The Oklahoman

Immune therapy shows wider promise on breast cancer

- BY NAOMI KRESGE AND TIM LOH Bloomberg

Drugmakers are honing in on which cancer patients will benefit from new immune therapies — and finding many more than skeptics had thought.

For the first time, a clinical trial showed that a treatment with one of the new generation of drugs designed to unleash the body’s own immune system against tumors can help some women with the most aggressive type of breast cancer live longer. The study was unveiled by Roche Holding at Europe’s biggest cancer conference.

These medicines, led by Merck & Co.’s blockbuste­r Keytruda, are sold for more than a dozen different cancers, and pharmaceut­ical companies are obsessivel­y working to expand their applicatio­ns with newer versions and treatment cocktails. There are some 1,300 immune-based treatments in human studies, according to the Cancer Research Institute, largely financed by drugmakers angling for a chunk of a market forecast to exceed $100 billion annually by 2024.

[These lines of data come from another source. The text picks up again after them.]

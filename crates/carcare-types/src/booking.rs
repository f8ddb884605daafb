use serde::{Deserialize, Deserializer, Serialize};

use std::fmt;
use std::str::FromStr;

/// Booking lifecycle states.
///
/// - Pending: submitted by a customer, not yet reviewed
/// - Confirmed: accepted by staff
/// - Completed: the service was performed
/// - Cancelled: will not be performed
#[derive(Debug, Clone, Copy, PartialEq, Eq, Hash, Serialize, Deserialize)]
#[serde(rename_all = "lowercase")]
pub enum BookingStatus {
    Pending,
    Confirmed,
    Completed,
    Cancelled,
}

impl BookingStatus {
    /// All states, in the order the admin view offers them.
    pub const ALL: [BookingStatus; 4] = [
        BookingStatus::Pending,
        BookingStatus::Confirmed,
        BookingStatus::Completed,
        BookingStatus::Cancelled,
    ];

    /// Wire value, as used in JSON bodies and the `status` query parameter.
    pub fn as_str(&self) -> &'static str {
        match self {
            BookingStatus::Pending => "pending",
            BookingStatus::Confirmed => "confirmed",
            BookingStatus::Completed => "completed",
            BookingStatus::Cancelled => "cancelled",
        }
    }
}

impl fmt::Display for BookingStatus {
    fn fmt(&self, f: &mut fmt::Formatter<'_>) -> fmt::Result {
        f.write_str(self.as_str())
    }
}

impl FromStr for BookingStatus {
    type Err = String;

    fn from_str(s: &str) -> Result<Self, Self::Err> {
        match s.trim().to_lowercase().as_str() {
            "pending" => Ok(BookingStatus::Pending),
            "confirmed" => Ok(BookingStatus::Confirmed),
            "completed" => Ok(BookingStatus::Completed),
            "cancelled" => Ok(BookingStatus::Cancelled),
            other => Err(format!("invalid booking status: '{other}'")),
        }
    }
}

/// The in-progress, not-yet-submitted booking.
///
/// Text fields hold exactly what the customer typed. Coordinates are kept
/// as text and only parsed when a quote or booking request is built.
/// Mutation goes through the draft operations in `carcare-core`.
#[derive(Debug, Clone, Default, PartialEq)]
pub struct BookingDraft {
    pub customer_name: String,
    pub phone: String,
    pub address: String,
    pub vehicle_make: String,
    pub vehicle_model: String,
    pub service_name: String,
    /// `YYYY-MM-DD`.
    pub preferred_date: String,
    /// `HH:MM`.
    pub preferred_time: String,
    pub notes: String,
    /// Add-on codes in insertion order; order carries no meaning.
    pub selected_addons: Vec<String>,
    pub package_name: Option<String>,
    pub latitude: String,
    pub longitude: String,
    /// Total of the last quote, attached right before submission.
    pub quoted_price: Option<f64>,
}

impl BookingDraft {
    /// Names of the required fields that are still blank.
    ///
    /// Whitespace-only values count as blank.
    pub fn missing_required_fields(&self) -> Vec<&'static str> {
        let required = [
            ("customer_name", &self.customer_name),
            ("phone", &self.phone),
            ("address", &self.address),
            ("vehicle_make", &self.vehicle_make),
            ("vehicle_model", &self.vehicle_model),
            ("service_name", &self.service_name),
            ("preferred_date", &self.preferred_date),
            ("preferred_time", &self.preferred_time),
        ];

        required
            .into_iter()
            .filter(|(_, value)| value.trim().is_empty())
            .map(|(name, _)| name)
            .collect()
    }
}

/// Body of `POST /api/bookings`.
///
/// Optional keys are omitted entirely rather than sent empty.
#[derive(Debug, Clone, PartialEq, Serialize, Deserialize)]
pub struct CreateBookingRequest {
    pub customer_name: String,
    pub phone: String,
    pub address: String,
    pub vehicle_make: String,
    pub vehicle_model: String,
    pub service_name: String,
    pub preferred_date: String,
    pub preferred_time: String,
    pub notes: String,
    pub selected_addons: Vec<String>,
    #[serde(default, skip_serializing_if = "Option::is_none")]
    pub package_name: Option<String>,
    #[serde(default, skip_serializing_if = "Option::is_none")]
    pub latitude: Option<f64>,
    #[serde(default, skip_serializing_if = "Option::is_none")]
    pub longitude: Option<f64>,
    #[serde(default, skip_serializing_if = "Option::is_none")]
    pub quoted_price: Option<f64>,
    pub status: BookingStatus,
}

/// Body of `PATCH /api/bookings/{id}/status`.
#[derive(Debug, Clone, Copy, PartialEq, Serialize, Deserialize)]
pub struct StatusUpdateRequest {
    pub status: BookingStatus,
}

/// What the backend acknowledges after `POST /api/bookings`.
///
/// Only the identifier is read; an acknowledgement without one is still a
/// successful submission.
#[derive(Debug, Clone, Default, PartialEq, Serialize, Deserialize)]
pub struct CreatedBooking {
    #[serde(default, rename = "_id", alias = "id")]
    pub id: Option<String>,
}

/// A persisted booking as the backend returns it.
///
/// The backend keys records by `_id`; `id` is accepted as well. Fields the
/// backend may leave out default to empty.
#[derive(Debug, Clone, PartialEq, Serialize, Deserialize)]
pub struct BookingRecord {
    #[serde(rename = "_id", alias = "id")]
    pub id: String,
    #[serde(default)]
    pub customer_name: String,
    #[serde(default)]
    pub phone: String,
    #[serde(default)]
    pub address: String,
    #[serde(default)]
    pub vehicle_make: String,
    #[serde(default)]
    pub vehicle_model: String,
    #[serde(default)]
    pub service_name: String,
    #[serde(default)]
    pub preferred_date: String,
    #[serde(default)]
    pub preferred_time: String,
    #[serde(default)]
    pub notes: Option<String>,
    #[serde(default)]
    pub selected_addons: Vec<String>,
    #[serde(default)]
    pub package_name: Option<String>,
    #[serde(default, deserialize_with = "lenient_f64")]
    pub latitude: Option<f64>,
    #[serde(default, deserialize_with = "lenient_f64")]
    pub longitude: Option<f64>,
    pub status: BookingStatus,
    #[serde(default, deserialize_with = "lenient_f64")]
    pub quoted_price: Option<f64>,
}

impl BookingRecord {
    /// `"<make> <model>"`, trimmed.
    pub fn vehicle(&self) -> String {
        format!("{} {}", self.vehicle_make, self.vehicle_model)
            .trim()
            .to_string()
    }

    /// `"<date> <time>"`, trimmed.
    pub fn scheduled_for(&self) -> String {
        format!("{} {}", self.preferred_date, self.preferred_time)
            .trim()
            .to_string()
    }
}

/// Accept a number, a numeric string, an empty string, or null.
///
/// Older records were stored from form text, so coordinates and prices can
/// come back as strings.
fn lenient_f64<'de, D>(deserializer: D) -> Result<Option<f64>, D::Error>
where
    D: Deserializer<'de>,
{
    #[derive(Deserialize)]
    #[serde(untagged)]
    enum NumberOrText {
        Number(f64),
        Text(String),
    }

    match Option::<NumberOrText>::deserialize(deserializer)? {
        None => Ok(None),
        Some(NumberOrText::Number(n)) => Ok(Some(n)),
        Some(NumberOrText::Text(s)) if s.trim().is_empty() => Ok(None),
        Some(NumberOrText::Text(s)) => s
            .trim()
            .parse::<f64>()
            .map(Some)
            .map_err(serde::de::Error::custom),
    }
}

#[cfg(test)]
mod tests {
    use super::*;

    #[test]
    fn test_status_display_and_parse() {
        for status in BookingStatus::ALL {
            let parsed: BookingStatus = status.to_string().parse().unwrap();
            assert_eq!(parsed, status);
        }
        assert_eq!(
            "Confirmed".parse::<BookingStatus>().unwrap(),
            BookingStatus::Confirmed
        );
        assert!("archived".parse::<BookingStatus>().is_err());
    }

    #[test]
    fn test_status_serializes_lowercase() {
        let body = StatusUpdateRequest {
            status: BookingStatus::Confirmed,
        };
        assert_eq!(
            serde_json::to_string(&body).unwrap(),
            r#"{"status":"confirmed"}"#
        );
    }

    #[test]
    fn test_empty_draft_misses_every_required_field() {
        let draft = BookingDraft::default();
        assert_eq!(draft.missing_required_fields().len(), 8);
    }

    #[test]
    fn test_whitespace_counts_as_missing() {
        let draft = BookingDraft {
            customer_name: "Asha".to_string(),
            phone: "  ".to_string(),
            address: "12 MG Road".to_string(),
            vehicle_make: "Maruti".to_string(),
            vehicle_model: "Swift".to_string(),
            service_name: "Wash".to_string(),
            preferred_date: "2026-10-20".to_string(),
            preferred_time: "10:30".to_string(),
            ..Default::default()
        };
        assert_eq!(draft.missing_required_fields(), vec!["phone"]);
    }

    #[test]
    fn test_create_request_omits_empty_optionals() {
        let req = CreateBookingRequest {
            customer_name: "Asha".to_string(),
            phone: "555".to_string(),
            address: "12 MG Road".to_string(),
            vehicle_make: "Maruti".to_string(),
            vehicle_model: "Swift".to_string(),
            service_name: "Wash".to_string(),
            preferred_date: "2026-10-20".to_string(),
            preferred_time: "10:30".to_string(),
            notes: String::new(),
            selected_addons: Vec::new(),
            package_name: None,
            latitude: None,
            longitude: None,
            quoted_price: None,
            status: BookingStatus::Pending,
        };
        let value = serde_json::to_value(&req).unwrap();
        let obj = value.as_object().unwrap();
        assert_eq!(obj["status"], "pending");
        assert!(!obj.contains_key("package_name"));
        assert!(!obj.contains_key("latitude"));
        assert!(!obj.contains_key("longitude"));
        assert!(!obj.contains_key("quoted_price"));
        assert_eq!(obj["selected_addons"], serde_json::json!([]));
    }

    #[test]
    fn test_record_accepts_underscore_id_and_text_numbers() {
        let json = r#"{
            "_id": "abc123",
            "customer_name": "Asha",
            "service_name": "Wash",
            "status": "pending",
            "latitude": "12.97",
            "longitude": "",
            "quoted_price": 33
        }"#;
        let record: BookingRecord = serde_json::from_str(json).unwrap();
        assert_eq!(record.id, "abc123");
        assert_eq!(record.status, BookingStatus::Pending);
        assert_eq!(record.latitude, Some(12.97));
        assert_eq!(record.longitude, None);
        assert_eq!(record.quoted_price, Some(33.0));
        assert!(record.package_name.is_none());
    }

    #[test]
    fn test_created_booking_id_is_optional() {
        let created: CreatedBooking =
            serde_json::from_str(r#"{"_id": "abc123", "status": "pending"}"#).unwrap();
        assert_eq!(created.id.as_deref(), Some("abc123"));

        let bare: CreatedBooking = serde_json::from_str(r#"{"ok": true}"#).unwrap();
        assert!(bare.id.is_none());
    }

    #[test]
    fn test_record_accepts_plain_id() {
        let json = r#"{"id": "b-1", "status": "completed", "vehicle_make": "Honda", "vehicle_model": "City"}"#;
        let record: BookingRecord = serde_json::from_str(json).unwrap();
        assert_eq!(record.id, "b-1");
        assert_eq!(record.vehicle(), "Honda City");
        assert_eq!(record.scheduled_for(), "");
    }
}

“This is just the tip of the iceberg,” said Axel Hoos, oncology research and developmen­t chief at U.K. pharma giant GlaxoSmith­Kline, which is trying to break back into oncology after selling its existing products to Novartis AG in 2015. “There’s a little bit of hype, but there’s a lot of substance.”

At the European Society for Medical Oncology’s meeting over the weekend, Roche disclosed the results of a study that showed one group of patients whose breast tumors tested positive for a protein called PD-L1 lived an average of 25 months when they got an immune therapy called Tecentriq — about 10 months longer than others who got only chemothera­py.

Immune therapies exploded onto the scene about eight years ago when Bristol-Myers Squibb’s Yervoy became the first medicine of its kind to extend the lives of people with melanoma, a lethal skin cancer. Successes in kidney and lung cancers followed shortly thereafter. When immune therapies work, the effect can last for years, one of the reasons they’re regarded as revolution­ary. But in most patients, nothing helpful happens — even in skin and lung tumors where some of the most dramatic effects have been seen.

“There are some cancers where the immune system just can’t recognize it,” said Mace Rothenberg, chief developmen­t officer for oncology at U.S. pharma giant Pfizer Inc. Flying under the body’s protective radar, scientists refer to them as “cold tumors.”

Companies are starting to rethink their strategy for the toughest cases, said Dan O’Day, Roche’s pharma chief. Testing patients’ tumors for specific proteins and genes will help identify those most likely to benefit, he said.

“We want to get away from this concept of giving cancer immunother­apy to 80 percent of the patients and only half of them respond,” he said in an interview. “Let’s find the other treatment options for the other patient types.”

Roche’s breast cancer study helped support the idea that there are ways for doctors to identify more cancers that will submit to immune therapy. The drug used in the study, Tecentriq, blocks the protein called PD-L1 that hampers the immune system’s attack on cancers, and only women whose tumors had high levels of the protein were helped.